The pharmaceutical utility of Enrofloxacin CAS 93106-60-6 is rooted in its mechanism of action, which involves inhibiting bacterial DNA gyrase and topoisomerase IV, enzymes essential for bacterial DNA replication, transcription, repair, and recombination. This leads to rapid bacterial cell death, making it an effective tool against various pathogens responsible for respiratory, urinary tract, and skin infections in livestock and pets. The demand for this reliable antibiotic necessitates a consistent supply of the raw material meeting high purity standards.

Quality control is a critical aspect of producing pharmaceutical-grade Enrofloxacin powder. Comprehensive testing, including identification tests (like IR and HPLC), solubility checks, and assays for purity and related substances, ensures that each batch conforms to established specifications. Batches often demonstrate assay results exceeding 99%, validating their suitability for demanding pharmaceutical applications. Furthermore, control over particle size is often a specified standard, impacting the compound's processing characteristics and ultimately the quality of the final dosage form.
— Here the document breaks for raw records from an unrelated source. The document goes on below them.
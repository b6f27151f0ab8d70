//! Status badge and cell indicator mapping

use crate::models::TaskStatus;

/// Styling family of a badge
#[derive(Debug, Clone, Copy, PartialEq, Eq)]
pub enum Tone {
    Success,
    Info,
    Neutral,
    Error,
}

/// Rendered form of a task status
#[derive(Debug, Clone, PartialEq, Eq)]
pub struct Badge {
    pub label: String,
    pub tone: Tone,
    pub animated: bool,
}

impl Badge {
    fn new(label: impl Into<String>, tone: Tone, animated: bool) -> Self {
        Self {
            label: label.into(),
            tone,
            animated,
        }
    }
}

/// Badge for a task status
///
/// Unrecognised statuses, `failed` and `error` show the raw string.
pub fn status_badge(status: &TaskStatus) -> Badge {
    match status {
        TaskStatus::Completed => Badge::new("Finished", Tone::Success, false),
        TaskStatus::Running => Badge::new("Running", Tone::Info, true),
        TaskStatus::Pending => Badge::new("Pending", Tone::Neutral, false),
        other => Badge::new(other.as_str(), Tone::Error, false),
    }
}

/// Per-cell status indicator
#[derive(Debug, Clone, Copy, PartialEq, Eq)]
pub enum CellIndicator {
    Solid,
    Animated,
    Alert,
    Dot,
}

pub fn cell_indicator(status: &str) -> CellIndicator {
    match status {
        "success" => CellIndicator::Solid,
        "running" => CellIndicator::Animated,
        "error" => CellIndicator::Alert,
        _ => CellIndicator::Dot,
    }
}

#[cfg(test)]
mod tests {
    use super::*;

    #[test]
    fn test_status_badges() {
        let finished = status_badge(&TaskStatus::Completed);
        assert_eq!(finished.label, "Finished");
        assert_eq!(finished.tone, Tone::Success);
        assert!(!finished.animated);

        let running = status_badge(&TaskStatus::Running);
        assert_eq!(running.label, "Running");
        assert_eq!(running.tone, Tone::Info);
        assert!(running.animated);

        let pending = status_badge(&TaskStatus::Pending);
        assert_eq!(pending.label, "Pending");
        assert_eq!(pending.tone, Tone::Neutral);
    }

    #[test]
    fn test_other_statuses_show_raw_string() {
        assert_eq!(status_badge(&TaskStatus::Failed).label, "failed");
        assert_eq!(status_badge(&TaskStatus::Error).tone, Tone::Error);

        let unknown = status_badge(&TaskStatus::Other("cancelled".into()));
        assert_eq!(unknown.label, "cancelled");
        assert_eq!(unknown.tone, Tone::Error);
    }

    #[test]
    fn test_cell_indicators() {
        assert_eq!(cell_indicator("success"), CellIndicator::Solid);
        assert_eq!(cell_indicator("running"), CellIndicator::Animated);
        assert_eq!(cell_indicator("error"), CellIndicator::Alert);
        assert_eq!(cell_indicator("pending"), CellIndicator::Dot);
        assert_eq!(cell_indicator(""), CellIndicator::Dot);
    }
}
Proper storage of Enrofloxacin raw material is also vital to maintain its integrity and shelf life. It must be preserved in tight, light-resistant containers and kept in a cool place to prevent degradation and maintain its chemical stability. Adherence to these storage guidelines is essential for both the manufacturer and the end-use pharmaceutical formulator.
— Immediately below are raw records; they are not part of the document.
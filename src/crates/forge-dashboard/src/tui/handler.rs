//! Input event handling for the terminal dashboard

use super::app::App;
use super::forms::ModalAction;
use crate::config::DetailPanel;
use crate::route::Route;
use crossterm::event::{KeyCode, KeyEvent, KeyModifiers};
use tokio::time::Instant;
use tracing::debug;

/// Handles keyboard input events
pub struct InputHandler;

impl InputHandler {
    pub fn new() -> Self {
        Self
    }

    /// Handle a keyboard event
    pub fn handle_key_event(&self, key_event: KeyEvent, app: &mut App, now: Instant) {
        debug!("Key event: {:?}", key_event);

        if key_event.code == KeyCode::Char('c') && key_event.modifiers.contains(KeyModifiers::CONTROL) {
            app.should_quit = true;
            return;
        }

        if app.dialog.is_some() {
            self.handle_dialog(key_event, app);
        } else if app.modal.is_some() {
            self.handle_modal(key_event, app);
        } else if matches!(app.dashboard.route(), Route::TaskDetail(_)) {
            self.handle_detail(key_event, app, now);
        } else {
            self.handle_list(key_event, app, now);
        }
    }

    fn handle_dialog(&self, key_event: KeyEvent, app: &mut App) {
        let Some(dialog) = app.dialog.as_mut() else {
            return;
        };
        match key_event.code {
            KeyCode::Left | KeyCode::Char('h') | KeyCode::BackTab => dialog.select_prev(),
            KeyCode::Right | KeyCode::Char('l') | KeyCode::Tab => dialog.select_next(),
            KeyCode::Char('y') => {
                dialog.selected_index = 0;
                app.close_dialog(true);
            }
            KeyCode::Char('n') | KeyCode::Esc => app.close_dialog(false),
            KeyCode::Enter => app.close_dialog(true),
            _ => {}
        }
    }

    fn handle_modal(&self, key_event: KeyEvent, app: &mut App) {
        let Some(modal) = app.modal.as_mut() else {
            return;
        };
        match modal.handle_key(key_event) {
            ModalAction::Submit => app.submit_create_modal(),
            ModalAction::Cancel => app.modal = None,
            ModalAction::None => {}
        }
    }

    fn handle_list(&self, key_event: KeyEvent, app: &mut App, now: Instant) {
        match key_event.code {
            KeyCode::Up | KeyCode::Char('k') => {
                let (list, store) = app.dashboard.list_mut();
                list.select_prev(store);
            }
            KeyCode::Down | KeyCode::Char('j') => {
                let (list, store) = app.dashboard.list_mut();
                list.select_next(store);
            }
            KeyCode::Enter => app.open_selected(now),
            KeyCode::Char('n') => app.open_create_modal(),
            KeyCode::Char('d') => app.confirm_delete_selected(),
            KeyCode::Char('s') => app.start_selected(),
            KeyCode::Char('r') => app.dashboard.refresh(),
            KeyCode::Char('q') | KeyCode::Esc => app.should_quit = true,
            _ => {}
        }
    }

    fn handle_detail(&self, key_event: KeyEvent, app: &mut App, now: Instant) {
        match key_event.code {
            KeyCode::Esc | KeyCode::Backspace => app.dashboard.navigate(Route::Tasks, now),
            KeyCode::Char('q') => app.should_quit = true,
            KeyCode::Char('s') => app.start_current(),
            KeyCode::Char('r') => app.dashboard.refresh(),
            KeyCode::Char('g') => {
                if let Some(detail) = app.dashboard.detail_mut() {
                    detail.toggle_panel();
                }
            }
            KeyCode::Up | KeyCode::Char('k') | KeyCode::Left => {
                let count = app.screenshot_count();
                if let Some(detail) = app.dashboard.detail_mut() {
                    detail.select_prev_screenshot(count);
                }
            }
            KeyCode::Down | KeyCode::Char('j') | KeyCode::Right => {
                let count = app.screenshot_count();
                if let Some(detail) = app.dashboard.detail_mut() {
                    detail.select_next_screenshot(count);
                }
            }
            KeyCode::Enter => {
                let gallery = app
                    .dashboard
                    .detail()
                    .is_some_and(|detail| detail.panel() == DetailPanel::Screenshots);
                if gallery {
                    app.open_selected_screenshot();
                }
            }
            _ => {}
        }
    }
}

impl Default for InputHandler {
    fn default() -> Self {
        Self::new()
    }
}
Sourcing high-purity Enrofloxacin CAS 93106-60-6 powder requires partnering with a reliable supplier dedicated to quality and compliance. Companies seeking to buy or purchase this critical API need transparent information regarding product specifications, quality documentation like Certificates of Analysis, and regulatory support. Discussions regarding the price and minimum order quantities are standard steps in the procurement process for this valuable raw material.

In summary, Enrofloxacin raw material powder is an indispensable ingredient in the veterinary pharmaceutical landscape. Its high purity, adherence to rigorous quality standards, and broad-spectrum antibacterial activity make it a preferred choice for treating bacterial infections. For companies looking to secure a supply of this essential API, understanding its properties, quality requirements, and sourcing from reputable partners are key. NINGBO INNO PHARMCHEM CO.,LTD. is proud to provide information on high-quality pharmaceutical raw materials like Enrofloxacin.